Тех, кто и после этого был способен продолжать веселье, звали к себе уругвайцы и чилийцы, тоже имевшие свои полярные станции на острове.

Мы привезли в чреве транспортного Ила пять десятков ездовых лаек и участников международной экспедиции, которым предстояло пересечь на собачьих упряжках весь ледовый континент. Среди них был наш парень - симпатичный бородач Витя Боярский, потом он станет директором музея Арктики и Антарктики в СПб. Поэтому аборигены делили свой интерес поровну: между нашим красавцем-самолетом и интернациональной командой. И то, и другое было уникальным.

Конечно, я не спал все эти часы, отпущенные судьбой в Антарктиде

Я вышел побродить в одиночестве по окрестностям, желая оставить в памяти как можно больше впечатлений об этой ночи.

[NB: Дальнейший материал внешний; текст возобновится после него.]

use smallvec::SmallVec;
use std::sync::Arc;
use tracing::debug;

use crate::loader::TypeLoader;

/// Contract names recognized by the prober.
///
/// Core contracts are always resolvable; optional contracts belong to
/// provider libraries and are resolved through the active
/// [`TypeLoader`](crate::loader::TypeLoader) before being considered.
pub mod contract {
    /// Deferred value completed through a callback (core).
    pub const DEFERRED: &str = "core/deferred";
    /// Base-runtime broadcast channel primitive (core).
    pub const BROADCAST: &str = "core/broadcast";
    /// Context-passthrough marker: the handler writes the response itself (core).
    pub const EXCHANGE: &str = "core/exchange";
    /// Raw byte reader copied to the response sink (core).
    pub const BYTE_READER: &str = "core/byte-reader";
    /// File or path whose bytes are copied to the response sink (core).
    pub const FILE_SOURCE: &str = "core/file-source";

    /// Single async value (provider: rx).
    pub const RX_SINGLE: &str = "rx/single";
    /// Single async value (provider: flo).
    pub const FLO_ONCE: &str = "flo/once";
    /// Zero-or-one async value (provider: rx).
    pub const RX_MAYBE: &str = "rx/maybe";
    /// Ordered stream with backpressure (provider: rx).
    pub const RX_FLOWABLE: &str = "rx/flowable";
    /// Ordered stream without backpressure (provider: rx).
    pub const RX_OBSERVABLE: &str = "rx/observable";
    /// Cancellable handle with no payload (provider: rx).
    pub const RX_DISPOSABLE: &str = "rx/disposable";
    /// Generic reactive-streams publisher contract.
    pub const STREAMS_PUBLISHER: &str = "streams/publisher";

    /// Every optional contract, in no particular order. Used to seed a
    /// registry as if all provider libraries were present.
    pub const OPTIONAL: [&str; 7] = [
        RX_SINGLE,
        FLO_ONCE,
        RX_MAYBE,
        RX_FLOWABLE,
        RX_OBSERVABLE,
        RX_DISPOSABLE,
        STREAMS_PUBLISHER,
    ];
}

/// The classified shape of a handler's return value.
///
/// Exactly one capability is selected per route; selection is deterministic
/// and total, falling back to [`Capability::None`].
#[derive(Debug, Clone, Copy, PartialEq, Eq, Hash)]
pub enum Capability {
    /// Future-like value completed once through a callback.
    Deferred,
    /// Producer emitting exactly one value asynchronously.
    SingleAsync,
    /// Producer emitting zero or one value asynchronously.
    MaybeAsync,
    /// Producer emitting an ordered sequence of chunks.
    ManyAsync,
    /// Cancellable handle with no payload; the handler's own subscription
    /// completes the exchange.
    ManyAsyncZeroOrOne,
    /// File or path copied byte-for-byte to the response sink.
    RawStream,
    /// Byte reader copied to the response sink.
    RawInputStream,
    /// The handler already wrote the response through the exchange.
    PassthroughContext,
    /// Plain return value treated as an already-computed body.
    None,
}

impl Capability {
    /// True when response completion happens after the invoking coroutine
    /// returns. Async capabilities get the detach wrapper.
    #[must_use]
    pub fn is_async(self) -> bool {
        matches!(
            self,
            Capability::Deferred
                | Capability::SingleAsync
                | Capability::MaybeAsync
                | Capability::ManyAsync
                | Capability::ManyAsyncZeroOrOne
        )
    }

    /// True when consuming the result parks the calling coroutine. Blocking
    /// capabilities must never run on an event-loop coroutine.
    #[must_use]
    pub fn is_blocking(self) -> bool {
        matches!(
            self,
            Capability::RawStream
                | Capability::RawInputStream
                | Capability::PassthroughContext
                | Capability::None
        )
    }
}

/// Declared result type of a route handler, resolved once at registration.
///
/// Immutable; used only as a probe key, never at request time. Carries the
/// concrete type name plus the contract names the type satisfies.
#[derive(Debug, Clone)]
pub struct ResultTypeDescriptor {
    name: Arc<str>,
    contracts: SmallVec<[Arc<str>; 4]>,
}

impl ResultTypeDescriptor {
    /// Descriptor for a type satisfying no known contract. Such a route
    /// classifies as [`Capability::None`].
    #[must_use]
    pub fn new(name: &str) -> Self {
        Self {
            name: Arc::from(name),
            contracts: SmallVec::new(),
        }
    }

    /// Record a contract this type satisfies.
    #[must_use]
    pub fn with_contract(mut self, contract: &str) -> Self {
        self.contracts.push(Arc::from(contract));
        self
    }

    #[must_use]
    pub fn name(&self) -> &str {
        &self.name
    }

    #[must_use]
    pub fn satisfies(&self, contract: &str) -> bool {
        self.contracts.iter().any(|c| c.as_ref() == contract)
    }
}

/// Whether a probe rule's contract is core or must resolve through the loader.
#[derive(Debug, Clone, Copy)]
enum Availability {
    Core,
    Loaded,
}

struct ProbeRule {
    contract: &'static str,
    capability: Capability,
    availability: Availability,
}

/// Ordered probe table; first match wins. Mirrors the priority order of the
/// capability contracts: deferred first, then the optional single/maybe/
/// stream providers, then the generic and base-runtime stream contracts,
/// then the synchronous core shapes.
static PROBE_TABLE: &[ProbeRule] = &[
    ProbeRule {
        contract: contract::DEFERRED,
        capability: Capability::Deferred,
        availability: Availability::Core,
    },
    ProbeRule {
        contract: contract::RX_SINGLE,
        capability: Capability::SingleAsync,
        availability: Availability::Loaded,
    },
    ProbeRule {
        contract: contract::FLO_ONCE,
        capability: Capability::SingleAsync,
        availability: Availability::Loaded,
    },
    ProbeRule {
        contract: contract::RX_MAYBE,
        capability: Capability::MaybeAsync,
        availability: Availability::Loaded,
    },
    ProbeRule {
        contract: contract::RX_FLOWABLE,
        capability: Capability::ManyAsync,
        availability: Availability::Loaded,
    },
    ProbeRule {
        contract: contract::RX_OBSERVABLE,
        capability: Capability::ManyAsync,
        availability: Availability::Loaded,
    },
    ProbeRule {
        contract: contract::RX_DISPOSABLE,
        capability: Capability::ManyAsyncZeroOrOne,
        availability: Availability::Loaded,
    },
    ProbeRule {
        contract: contract::STREAMS_PUBLISHER,
        capability: Capability::ManyAsync,
        availability: Availability::Loaded,
    },
    ProbeRule {
        contract: contract::BROADCAST,
        capability: Capability::ManyAsync,
        availability: Availability::Core,
    },
    ProbeRule {
        contract: contract::EXCHANGE,
        capability: Capability::PassthroughContext,
        availability: Availability::Core,
    },
    ProbeRule {
        contract: contract::BYTE_READER,
        capability: Capability::RawInputStream,
        availability: Availability::Core,
    },
    ProbeRule {
        contract: contract::FILE_SOURCE,
        capability: Capability::RawStream,
        availability: Availability::Core,
    },
];

/// Classify a result type against the probe table.
///
/// Deterministic for a given `(loader, descriptor)` pair. Optional contracts
/// that the loader cannot resolve are skipped; a descriptor matching nothing
/// classifies as [`Capability::None`].
#[must_use]
pub fn probe(loader: &dyn TypeLoader, descriptor: &ResultTypeDescriptor) -> Capability {
    for rule in PROBE_TABLE {
        if !descriptor.satisfies(rule.contract) {
            continue;
        }
        let available = match rule.availability {
            Availability::Core => true,
            Availability::Loaded => loader.try_load(rule.contract).is_some(),
        };
        if available {
            debug!(
                result_type = %descriptor.name(),
                contract = rule.contract,
                capability = ?rule.capability,
                "capability resolved"
            );
            return rule.capability;
        }
    }
    debug!(
        result_type = %descriptor.name(),
        "no capability contract matched, treating return value as body"
    );
    Capability::None
}

#[cfg(test)]
mod tests {
    use super::*;

    #[test]
    fn test_async_and_blocking_are_disjoint() {
        let all = [
            Capability::Deferred,
            Capability::SingleAsync,
            Capability::MaybeAsync,
            Capability::ManyAsync,
            Capability::ManyAsyncZeroOrOne,
            Capability::RawStream,
            Capability::RawInputStream,
            Capability::PassthroughContext,
            Capability::None,
        ];
        for capability in all {
            assert!(
                capability.is_async() != capability.is_blocking(),
                "{capability:?}"
            );
        }
    }

    #[test]
    fn test_descriptor_satisfies() {
        let descriptor =
            ResultTypeDescriptor::new("EventStream").with_contract(contract::RX_FLOWABLE);
        assert!(descriptor.satisfies(contract::RX_FLOWABLE));
        assert!(!descriptor.satisfies(contract::RX_OBSERVABLE));
        assert_eq!(descriptor.name(), "EventStream");
    }
}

Но очень скоро остановился, потрясенный.

На вершине холма подсвеченный прожекторами стоял крест. Он был виден отовсюду, с любой точки острова, этот распростертый в ночи крест, он, как магнит, притягивал взгляд.

Я встал у подножия холма не в силах сделать больше ни одного шага. Этот крест во тьме полярной ночи поразил меня больше, чем все остальные чудеса далекого континента. Он казался мне маяком, надеждой на хорошее, светлое, что обязательно должно было случиться.

Тот период оказался не самым лучшим в моей жизни, удар следовал за ударом, иногда я впадал в отчаяние. И вот - этот крест неподалеку от Южного полюса.

Жить можно только для того, чтобы кто-то тебя ждал, помнил тебя - где бы ты в этот момент ни находился, на Арбате или в окрестностях Южного полюса. Иначе - зачем? Это не мистика, это материализм любви.

Если надежда умерла, значит, дверь захлопнулась. Стучи в эту стенку кулаками, бейся об нее головой, все глухо, никто не отзовется, не откликнется.

Витя Боярский, когда я его спросил, почему он отважился на участие в таком долгом и сложном маршруте, вначале задумался, а потом взял ручку и написал в моем блокноте:

  • Отвыкнуть от любимых губ,
  • От глаз твоих, от слов,
  • от жестов.
  • Чтоб после, память вороша,
  • Их воскрешать и воскрешать.
  • Сберечь в морозах и снегу
  • Тепло гнезда, а не насеста.

Судьба послала мне в той ночи этот крест и эти встречи в окрестностях Южного полюса. Я был атеистом, работал тогда в главной партийной газете Советского Союза. Но ведь встал перед тем видением словно вкопанный.

Почти все забылось, а крест остался, навсегда впечатался в память. Скрип июльского снега. Синяя полярная ночь. Свинцовые воды пролива Дрейка. Тишина. Подсвеченный прожекторами, словно хрустальный символ веры.

"Тепло гнезда, а не насеста"...

Досье "РГ"

Международная экспедиция, которую доставил в Антарктиду советский самолет Ил-76, успешно завершилась ровно 35 лет назад, весной 1990 года.

Тот самый "Ил" на острове Кинг-Джордж сразу после посадки. Фото: Владимир Снегирев

Это было первое и, скорее всего, последнее пересечение Шестого континента на лыжах и собачьих упряжках по наиболее протяженному маршруту в шесть тысяч километров. В составе экспедиции был наш участник, 39-летний научный сотрудник Института Арктики и Антарктики Виктор Боярский. Кроме него в группу входили представители пяти других государств - Англии, Китая, США, Франции и Японии. Полярники передвигались на лыжах, груз был размещен на санях, которые тащили сорок две ездовые лайки.

11 декабря 1989 года экспедиция достигла Южного полюса, 18 января 1990 года успешно миновала Полюс холода - станцию Восток. Финиш состоялся через 221 день в районе советской полярной обсерватории Мирный.